What the task requires ▸ Filter the material, keeping only lines with the word "impl".

━━ Records for this exercise ━━

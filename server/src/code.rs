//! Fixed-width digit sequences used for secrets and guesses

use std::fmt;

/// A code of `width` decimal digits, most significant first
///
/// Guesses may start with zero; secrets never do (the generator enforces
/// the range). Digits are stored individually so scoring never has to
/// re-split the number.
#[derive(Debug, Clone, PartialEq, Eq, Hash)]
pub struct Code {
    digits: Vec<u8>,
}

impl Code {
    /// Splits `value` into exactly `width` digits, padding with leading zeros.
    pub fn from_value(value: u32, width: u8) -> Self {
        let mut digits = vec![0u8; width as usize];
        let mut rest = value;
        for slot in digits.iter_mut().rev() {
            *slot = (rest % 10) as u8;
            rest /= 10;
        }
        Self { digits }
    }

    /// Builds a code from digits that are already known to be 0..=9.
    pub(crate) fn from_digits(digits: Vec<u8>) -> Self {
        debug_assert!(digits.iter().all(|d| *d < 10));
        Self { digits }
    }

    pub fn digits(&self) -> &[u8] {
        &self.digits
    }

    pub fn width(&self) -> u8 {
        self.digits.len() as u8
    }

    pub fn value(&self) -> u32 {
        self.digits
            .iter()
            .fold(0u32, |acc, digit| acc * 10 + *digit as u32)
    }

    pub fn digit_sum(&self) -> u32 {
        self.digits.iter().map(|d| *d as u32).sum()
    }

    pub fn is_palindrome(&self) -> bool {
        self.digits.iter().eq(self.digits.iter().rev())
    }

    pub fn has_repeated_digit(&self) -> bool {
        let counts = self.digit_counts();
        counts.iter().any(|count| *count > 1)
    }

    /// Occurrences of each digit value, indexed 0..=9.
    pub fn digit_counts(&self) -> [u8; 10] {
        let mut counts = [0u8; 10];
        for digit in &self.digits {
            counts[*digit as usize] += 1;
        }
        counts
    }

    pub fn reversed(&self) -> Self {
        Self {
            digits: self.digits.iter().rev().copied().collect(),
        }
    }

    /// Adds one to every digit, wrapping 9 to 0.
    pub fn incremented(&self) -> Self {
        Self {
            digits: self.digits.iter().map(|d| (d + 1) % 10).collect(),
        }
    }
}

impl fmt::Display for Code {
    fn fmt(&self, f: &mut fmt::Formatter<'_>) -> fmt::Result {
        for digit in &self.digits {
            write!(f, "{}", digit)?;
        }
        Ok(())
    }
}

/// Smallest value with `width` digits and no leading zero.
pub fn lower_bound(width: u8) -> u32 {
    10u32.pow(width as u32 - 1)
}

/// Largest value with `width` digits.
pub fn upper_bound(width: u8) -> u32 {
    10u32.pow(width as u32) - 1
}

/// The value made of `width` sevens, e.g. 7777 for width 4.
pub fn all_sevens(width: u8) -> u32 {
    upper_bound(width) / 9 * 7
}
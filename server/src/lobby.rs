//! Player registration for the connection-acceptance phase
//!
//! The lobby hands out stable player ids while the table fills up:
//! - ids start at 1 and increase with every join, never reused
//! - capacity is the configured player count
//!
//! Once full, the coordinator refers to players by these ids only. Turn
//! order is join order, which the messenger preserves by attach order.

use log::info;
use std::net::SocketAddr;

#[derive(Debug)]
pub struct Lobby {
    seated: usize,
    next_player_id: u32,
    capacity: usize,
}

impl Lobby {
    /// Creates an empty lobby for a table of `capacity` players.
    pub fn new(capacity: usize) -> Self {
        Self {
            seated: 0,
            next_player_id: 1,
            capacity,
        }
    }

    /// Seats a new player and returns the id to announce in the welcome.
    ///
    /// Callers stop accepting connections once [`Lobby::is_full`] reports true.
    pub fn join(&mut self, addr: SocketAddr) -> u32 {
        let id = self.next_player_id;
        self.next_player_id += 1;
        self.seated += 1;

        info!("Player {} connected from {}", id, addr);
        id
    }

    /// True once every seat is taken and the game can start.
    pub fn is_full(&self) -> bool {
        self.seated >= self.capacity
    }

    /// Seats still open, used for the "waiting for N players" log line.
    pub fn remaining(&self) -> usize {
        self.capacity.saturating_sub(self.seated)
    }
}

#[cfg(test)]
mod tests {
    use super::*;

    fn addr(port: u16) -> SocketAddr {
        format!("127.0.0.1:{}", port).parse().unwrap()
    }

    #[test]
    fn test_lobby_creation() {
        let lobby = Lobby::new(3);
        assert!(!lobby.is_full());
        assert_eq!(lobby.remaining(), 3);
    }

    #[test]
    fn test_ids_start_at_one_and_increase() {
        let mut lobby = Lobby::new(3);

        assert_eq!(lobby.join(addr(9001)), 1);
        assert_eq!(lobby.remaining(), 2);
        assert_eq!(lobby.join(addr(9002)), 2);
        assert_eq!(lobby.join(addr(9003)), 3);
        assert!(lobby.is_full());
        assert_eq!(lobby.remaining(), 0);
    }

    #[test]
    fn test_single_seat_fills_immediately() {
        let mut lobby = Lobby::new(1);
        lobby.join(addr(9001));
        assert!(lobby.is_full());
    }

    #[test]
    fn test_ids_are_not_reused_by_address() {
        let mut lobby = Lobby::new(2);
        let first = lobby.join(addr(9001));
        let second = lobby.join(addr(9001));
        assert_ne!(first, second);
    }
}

━━━

Response box ▸
impl Code {
impl fmt::Display for Code {
impl Lobby {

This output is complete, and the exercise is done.